Secret Recordings Capture the Ugly Reality Inside a Denver Slaughterhouse

The largest lamb slaughterhouse in the U.S. is in Denver — but maybe not for long.

Superior Farms processes between 15 and 20 percent of lambs killed for meat in the U.S. each year. Its vast Denver slaughterhouse, located for decades in the Globeville neighborhood — one of the poorest areas in the city, with over 90 percent Latino residents — advertises sustainable, locally sourced, halal-certified meat production and an employee-owned business model.

Now, though, animal rights advocates are trying to upend that carefully constructed image by releasing new disturbing footage, obtained surreptitiously on the slaughterhouse floor.

The investigators behind the exposé hope it will aid efforts to pass a ballot measure in next month’s election that would shutter the facility.

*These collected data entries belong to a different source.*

//! Authentication error types.

use thiserror::Error;

/// Errors that can occur when talking to the authentication service.
///
/// Lookups of the current user treat every variant as "no user".
#[derive(Debug, Error)]
pub enum AuthError {
    /// Email or password rejected.
    #[error("invalid credentials")]
    InvalidCredentials,

    /// Email or password missing from the sign-in form.
    #[error("email and password are required")]
    MissingCredentials,

    /// Service unreachable or the request failed in transit.
    #[error("HTTP error: {0}")]
    Http(#[from] reqwest::Error),

    /// Service answered with an unexpected status.
    #[error("API error: {status} - {message}")]
    Api { status: u16, message: String },

    /// Service answered with an unexpected body.
    #[error("Parse error: {0}")]
    Parse(String),
}
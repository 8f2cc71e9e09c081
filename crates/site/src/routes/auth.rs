//! Sign-in and sign-out.
//!
//! Credentials are checked by the hosted authentication service. On success
//! only its access token is kept in the session.

use askama::Template;
use askama_web::WebTemplate;
use axum::{
    Form,
    extract::{Query, State},
    response::{IntoResponse, Redirect, Response},
};
use serde::Deserialize;
use tower_sessions::Session;
use tracing::{error, info, instrument, warn};

use secrecy::ExposeSecret;

use crate::error::{clear_sentry_user, set_sentry_user};
use crate::filters;
use crate::middleware::{OptionalUser, clear_session, set_access_token};
use crate::services::auth::AuthError;
use crate::state::AppState;

/// Where a successful sign-in lands.
const AFTER_SIGN_IN_PATH: &str = "/protected";

/// Sign-in form data.
#[derive(Debug, Deserialize)]
pub struct SignInForm {
    pub email: String,
    pub password: String,
}

/// Query parameters for error display.
#[derive(Debug, Deserialize)]
pub struct MessageQuery {
    pub error: Option<String>,
}

/// Sign-in page template.
#[derive(Template, WebTemplate)]
#[template(path = "auth/sign_in.html")]
pub struct SignInTemplate {
    pub signed_in: bool,
    pub error: Option<&'static str>,
}

/// Human-readable message for a sign-in error code.
fn error_message(code: &str) -> &'static str {
    match code {
        "credentials" => "Invalid email or password.",
        "missing" => "Email and password are required.",
        "session" => "Could not start your session. Please try again.",
        _ => "Sign-in is unavailable right now. Please try again later.",
    }
}

/// Display the sign-in page.
pub async fn sign_in_page(
    OptionalUser(user): OptionalUser,
    Query(query): Query<MessageQuery>,
) -> impl IntoResponse {
    SignInTemplate {
        signed_in: user.is_some(),
        error: query.error.as_deref().map(error_message),
    }
}

/// Handle sign-in form submission.
#[instrument(skip_all)]
pub async fn sign_in(
    State(state): State<AppState>,
    session: Session,
    Form(form): Form<SignInForm>,
) -> Response {
    let email = form.email.trim();
    if email.is_empty() || form.password.is_empty() {
        return Redirect::to("/sign-in?error=missing").into_response();
    }

    match state.auth().sign_in_with_password(email, &form.password).await {
        Ok(auth) => {
            if let Err(e) = set_access_token(&session, auth.access_token.expose_secret()).await {
                error!("Failed to set session: {}", e);
                return Redirect::to("/sign-in?error=session").into_response();
            }

            set_sentry_user(&auth.user.id, auth.user.email.as_deref());
            info!(user_id = %auth.user.id, "Signed in");
            Redirect::to(AFTER_SIGN_IN_PATH).into_response()
        }
        Err(AuthError::InvalidCredentials) => {
            warn!("Sign-in rejected");
            Redirect::to("/sign-in?error=credentials").into_response()
        }
        Err(e) => {
            warn!(error = %e, "Sign-in failed");
            Redirect::to("/sign-in?error=service").into_response()
        }
    }
}

/// Handle sign-out.
pub async fn sign_out(session: Session) -> Response {
    if let Err(e) = clear_session(&session).await {
        error!("Failed to clear session: {}", e);
    }
    clear_sentry_user();

    Redirect::to("/").into_response()
}

#[cfg(test)]
mod tests {
    use super::*;

    #[test]
    fn test_error_messages() {
        assert_eq!(error_message("credentials"), "Invalid email or password.");
        assert_eq!(error_message("missing"), "Email and password are required.");
        assert_eq!(
            error_message("<script>"),
            "Sign-in is unavailable right now. Please try again later."
        );
    }
}
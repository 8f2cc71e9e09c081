//! Session middleware configuration.
//!
//! Production sessions live in `PostgreSQL` via tower-sessions; tests use
//! the in-memory store. Either way the layer is configured the same.

use tower_sessions::{Expiry, SessionManagerLayer, SessionStore};

use crate::config::SiteConfig;

/// Session cookie name.
pub const SESSION_COOKIE_NAME: &str = "adopt_session";

/// Session expiry time in seconds (7 days).
const SESSION_EXPIRY_SECONDS: i64 = 7 * 24 * 60 * 60;

/// Create the session layer over a session store.
///
/// Cookies are marked `Secure` when the public base URL is HTTPS.
#[must_use]
pub fn create_session_layer<S: SessionStore + Clone>(
    store: S,
    config: &SiteConfig,
) -> SessionManagerLayer<S> {
    SessionManagerLayer::new(store)
        .with_name(SESSION_COOKIE_NAME)
        .with_expiry(Expiry::OnInactivity(
            tower_sessions::cookie::time::Duration::seconds(SESSION_EXPIRY_SECONDS),
        ))
        .with_secure(config.is_secure())
        .with_same_site(tower_sessions::cookie::SameSite::Lax)
        .with_http_only(true)
        .with_path("/")
}
//! Integration tests for Adopt a Dog.
//!
//! The tests in `tests/` drive a running site over HTTP and are ignored by
//! default.
//!
//! # Running Tests
//!
//! ```bash
//! # Start the site against a database and the auth service
//! cargo run -p adopt-a-dog-site
//!
//! # Run integration tests
//! cargo test -p adopt-a-dog-integration-tests -- --ignored
//! ```
//!
//! # Environment
//!
//! - `SITE_BASE_URL` - Site under test (default: <http://localhost:3000>)
//! - `TEST_ADMIN_EMAIL`, `TEST_ADMIN_PASSWORD` - Admin account for the
//!   signed-in tests
//! - `TEST_MEMBER_EMAIL`, `TEST_MEMBER_PASSWORD` - Non-admin account

use reqwest::{Client, StatusCode, redirect};
use thiserror::Error;

/// Where the site redirects after a successful sign-in.
pub const SIGNED_IN_PATH: &str = "/protected";

/// Errors from signing a test account in.
#[derive(Debug, Error)]
pub enum SignInError {
    #[error("HTTP error: {0}")]
    Http(#[from] reqwest::Error),

    #[error("sign-in rejected: {status} redirecting to '{location}'")]
    Rejected { status: StatusCode, location: String },
}

/// Base URL for the site under test.
#[must_use]
pub fn base_url() -> String {
    std::env::var("SITE_BASE_URL")
        .unwrap_or_else(|_| "http://localhost:3000".to_string())
        .trim_end_matches('/')
        .to_string()
}

/// Credentials for a test account, if configured.
#[must_use]
pub fn credentials(prefix: &str) -> Option<(String, String)> {
    let email = std::env::var(format!("TEST_{prefix}_EMAIL")).ok()?;
    let password = std::env::var(format!("TEST_{prefix}_PASSWORD")).ok()?;
    Some((email, password))
}

/// A client with a cookie store that does not follow redirects.
///
/// # Errors
///
/// Returns an error if the client cannot be built.
pub fn client() -> reqwest::Result<Client> {
    Client::builder()
        .cookie_store(true)
        .redirect(redirect::Policy::none())
        .build()
}

/// Sign in and return the client holding the session cookie.
///
/// # Errors
///
/// Returns `SignInError::Rejected` unless the site redirects to
/// [`SIGNED_IN_PATH`], which rules out the `/sign-in?error=...` redirect.
pub async fn signed_in_client(email: &str, password: &str) -> Result<Client, SignInError> {
    let client = client()?;
    let response = client
        .post(format!("{}/sign-in", base_url()))
        .form(&[("email", email), ("password", password)])
        .send()
        .await?;
    check_sign_in(response.status(), location(&response))?;
    Ok(client)
}

fn check_sign_in(status: StatusCode, location: &str) -> Result<(), SignInError> {
    if status.is_redirection() && location == SIGNED_IN_PATH {
        Ok(())
    } else {
        Err(SignInError::Rejected {
            status,
            location: location.to_string(),
        })
    }
}

/// The `Location` header of a response, or an empty string.
#[must_use]
pub fn location(response: &reqwest::Response) -> &str {
    response
        .headers()
        .get(reqwest::header::LOCATION)
        .and_then(|value| value.to_str().ok())
        .unwrap_or("")
}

Organizers with the grassroots group Pro-Animal Future managed to get the measure, which would ban slaughterhouses within city and county limits, on the city ballot.

Along with pointing to checkered labor and environmental records that have led to over $200,000 in fines for violations in the last decade, animal rights advocates want the revelations about the conditions at the slaughterhouse to encourage votes for the ballot initiative.

The slaughterhouse footage, captured in July and August by secret cameras snuck into the facility by anonymous members of the Direct Action Everywhere, or DxE, network, was made public on Wednesday in a report by the Animal Activist Legal Defense Project, or AALDP, at the University of Denver.

The videos may show a range of animal abuses, routine cruelties, and instances that legal experts with the AALDP say could violate animal cruelty and humane slaughter laws. (The DxE investigators work anonymously to avoid tangles with law enforcement for entering the slaughterhouse and filming without Superior Farms’ permission.)

Videos shared with The Intercept prior to the report’s public release show, among other scenes, lambs with their throats slit hanging upside down and thrashing on the slaughter line; one animal with an internal organ that has been torn inside-out and left dangling behind it as it heads to slaughter; injured lambs being led to slaughter; workers laughing, spanking animals, and engaging in simulated sex acts with nearby machinery as lambs are having their throats slit; and the apparent use of so-called Judas sheep — adult sheep kept alive at the facility and used to lead the young sheep to slaughter.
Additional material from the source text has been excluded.